In order for our hospital to run well, every single person employed here is both necessary and important. That is why our very jobs exhist.
I see this every day, everywhere I look. And I don't know how to change anything but myself. I know that I can't change anyone but myself.
In all honesty, however, I am scared to lose my job. I have a good job for going to school that pays ok & has benifits. I'm terrified of losing this. I almost lost it the last time I stood up & said that I refused to be walked all over, when I insisted that I too mattered. That I was important...

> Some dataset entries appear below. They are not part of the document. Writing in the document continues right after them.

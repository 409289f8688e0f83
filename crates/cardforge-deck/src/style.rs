//! Shared card styling.

/// Default dark-theme CSS applied to every deck model.
///
/// Individual deck families append their own rules after this block.
pub const DEFAULT_CSS: &str = "\
.card {
    font-family: -apple-system, BlinkMacSystemFont, 'Segoe UI', Roboto, 'Helvetica Neue', Arial, sans-serif;
    background-color: #1a1a1a;
    color: #ffffff;
    padding: 20px;
    max-width: 800px;
    margin: 0 auto;
    font-size: 16px;
    line-height: 1.5;
}
.question {
    font-size: 1.2em;
    margin-bottom: 20px;
}
.answer {
    font-size: 1.1em;
    color: #4CAF50;
}
img {
    max-width: 100%;
    height: auto;
    border-radius: 8px;
    margin: 10px 0;
}
.nightMode {
    background-color: #1a1a1a;
    color: #ffffff;
}
";

/// Returns the default CSS with deck-specific rules appended.
pub fn css_with_extras(extra: &str) -> String {
    if extra.is_empty() {
        DEFAULT_CSS.to_string()
    } else {
        format!("{}\n{}", DEFAULT_CSS, extra)
    }
}
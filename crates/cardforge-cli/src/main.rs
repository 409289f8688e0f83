//! CardForge CLI - Command-line interface for flashcard deck generation
//!
//! This binary provides commands for listing the deck catalog and building
//! decks into Anki-importable `.apkg` packages.

use clap::{Parser, Subcommand};
use std::process::ExitCode;

// Use modules from the library crate
use cardforge_cli::commands;

/// CardForge - Flashcard Deck Generation
#[derive(Parser)]
#[command(name = "cardforge")]
#[command(author, version, about, long_about = None)]
#[command(propagate_version = true)]
struct Cli {
    #[command(subcommand)]
    command: Commands,
}

#[derive(Subcommand)]
enum Commands {
    /// List the decks in the catalog
    List {
        /// Output machine-readable JSON (no colored output)
        #[arg(long)]
        json: bool,
    },

    /// Build a single deck to an .apkg file
    Build {
        /// Deck id to build (see `cardforge list`)
        #[arg(short, long)]
        deck: String,

        /// Output root directory (default: current directory)
        #[arg(short, long)]
        out_root: Option<String>,

        /// Shuffle seed for decks with a randomized initial order
        #[arg(long, default_value = "42")]
        seed: u64,

        /// Path to a regions GeoJSON file (world-regions deck)
        #[arg(long)]
        regions: Option<String>,

        /// Region outline image size in pixels
        #[arg(long, default_value = "640")]
        size: u32,

        /// Skip downloading flag images (world-regions deck)
        #[arg(long)]
        no_flags: bool,

        /// Output machine-readable JSON (no colored output)
        #[arg(long)]
        json: bool,
    },

    /// Build every deck in the catalog
    BuildAll {
        /// Output root directory (default: current directory)
        #[arg(short, long)]
        out_root: Option<String>,

        /// Shuffle seed for decks with a randomized initial order
        #[arg(long, default_value = "42")]
        seed: u64,

        /// Path to a regions GeoJSON file (world-regions deck)
        #[arg(long)]
        regions: Option<String>,

        /// Region outline image size in pixels
        #[arg(long, default_value = "640")]
        size: u32,

        /// Skip downloading flag images (world-regions deck)
        #[arg(long)]
        no_flags: bool,

        /// Skip decks that need network access
        #[arg(long)]
        skip_network: bool,

        /// Output machine-readable JSON (no colored output)
        #[arg(long)]
        json: bool,
    },
}

fn main() -> ExitCode {
    let cli = Cli::parse();

    let result = match cli.command {
        Commands::List { json } => commands::list::run(json),
        Commands::Build {
            deck,
            out_root,
            seed,
            regions,
            size,
            no_flags,
            json,
        } => {
            let options = commands::build::resolve_options(seed, regions.as_deref(), size, no_flags);
            commands::build::run(&deck, out_root.as_deref(), &options, json)
        }
        Commands::BuildAll {
            out_root,
            seed,
            regions,
            size,
            no_flags,
            skip_network,
            json,
        } => {
            let options = commands::build::resolve_options(seed, regions.as_deref(), size, no_flags);
            commands::build_all::run(out_root.as_deref(), &options, skip_network, json)
        }
    };

    match result {
        Ok(code) => code,
        Err(e) => {
            eprintln!("{}: {:#}", colored::Colorize::red("error"), e);
            ExitCode::from(1)
        }
    }
}
//! Linear ADSR amplitude envelope.
//!
//! Notes here have a fixed length known up front, so the envelope is
//! rendered as a whole curve rather than driven sample-by-sample: attack
//! and decay are anchored to the start of the buffer, release to the end,
//! and everything between holds the sustain level.

/// ADSR envelope parameters.
#[derive(Debug, Clone, Copy, PartialEq)]
pub struct AdsrParams {
    /// Attack time in seconds.
    pub attack: f64,
    /// Decay time in seconds.
    pub decay: f64,
    /// Sustain level (0.0 to 1.0).
    pub sustain: f64,
    /// Release time in seconds.
    pub release: f64,
}

impl Default for AdsrParams {
    fn default() -> Self {
        Self::piano()
    }
}

impl AdsrParams {
    /// Creates new ADSR parameters, clamping values into valid ranges.
    pub fn new(attack: f64, decay: f64, sustain: f64, release: f64) -> Self {
        Self {
            attack: attack.max(0.0),
            decay: decay.max(0.0),
            sustain: sustain.clamp(0.0, 1.0),
            release: release.max(0.0),
        }
    }

    /// The piano-like envelope used for pitch-training notes.
    pub fn piano() -> Self {
        Self {
            attack: 0.02,
            decay: 0.1,
            sustain: 0.7,
            release: 0.3,
        }
    }
}

/// Renders a linear ADSR curve across `total_samples` samples.
///
/// Attack rises 0→1, decay falls 1→sustain, release falls sustain→0 over
/// the final samples of the buffer. Segments that do not fit in the buffer
/// are truncated rather than an error.
///
/// # Arguments
/// * `params` - Envelope parameters
/// * `sample_rate` - Samples per second
/// * `total_samples` - Length of the curve to render
pub fn adsr_curve(params: &AdsrParams, sample_rate: u32, total_samples: usize) -> Vec<f64> {
    let mut envelope = vec![params.sustain; total_samples];
    if total_samples == 0 {
        return envelope;
    }

    let rate = f64::from(sample_rate);
    let attack_samples = ((params.attack * rate) as usize).min(total_samples);
    let decay_samples = ((params.decay * rate) as usize).min(total_samples - attack_samples);
    let release_samples = ((params.release * rate) as usize).min(total_samples);

    for (i, value) in envelope.iter_mut().take(attack_samples).enumerate() {
        *value = i as f64 / attack_samples as f64;
    }
    for i in 0..decay_samples {
        let t = i as f64 / decay_samples as f64;
        envelope[attack_samples + i] = 1.0 + t * (params.sustain - 1.0);
    }
    let release_start = total_samples - release_samples;
    for i in 0..release_samples {
        let t = i as f64 / release_samples as f64;
        envelope[release_start + i] = params.sustain * (1.0 - t);
    }

    envelope
}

I'm at a loss here. I don't know how to change things, because those in power do not want things changed. It would mean less money, less power for the few. And that terrifies those with said money & power.
I'm kind of rambling here, because I don't have all the thoughts sorted out in my head yet... I have somewhat vague, half formed thoughts flitting about, ranting, raging around in me...
The biggest thing I have an issue with, I think, is that I don't know what to do to make things better... To make things right.
In a place where care of people is supposed to be paramount, seeing all this bullshit, all the bad decisions being made due to "the budget" is maddening.
Charge nurses shorting their units to save money. Managers doing the same thing. Managers who are so out of touch with what's going on in their unit. People who just don't give a flying fuck.
There is no sense of community, no sense of compassion. We have no morale, so to speak of.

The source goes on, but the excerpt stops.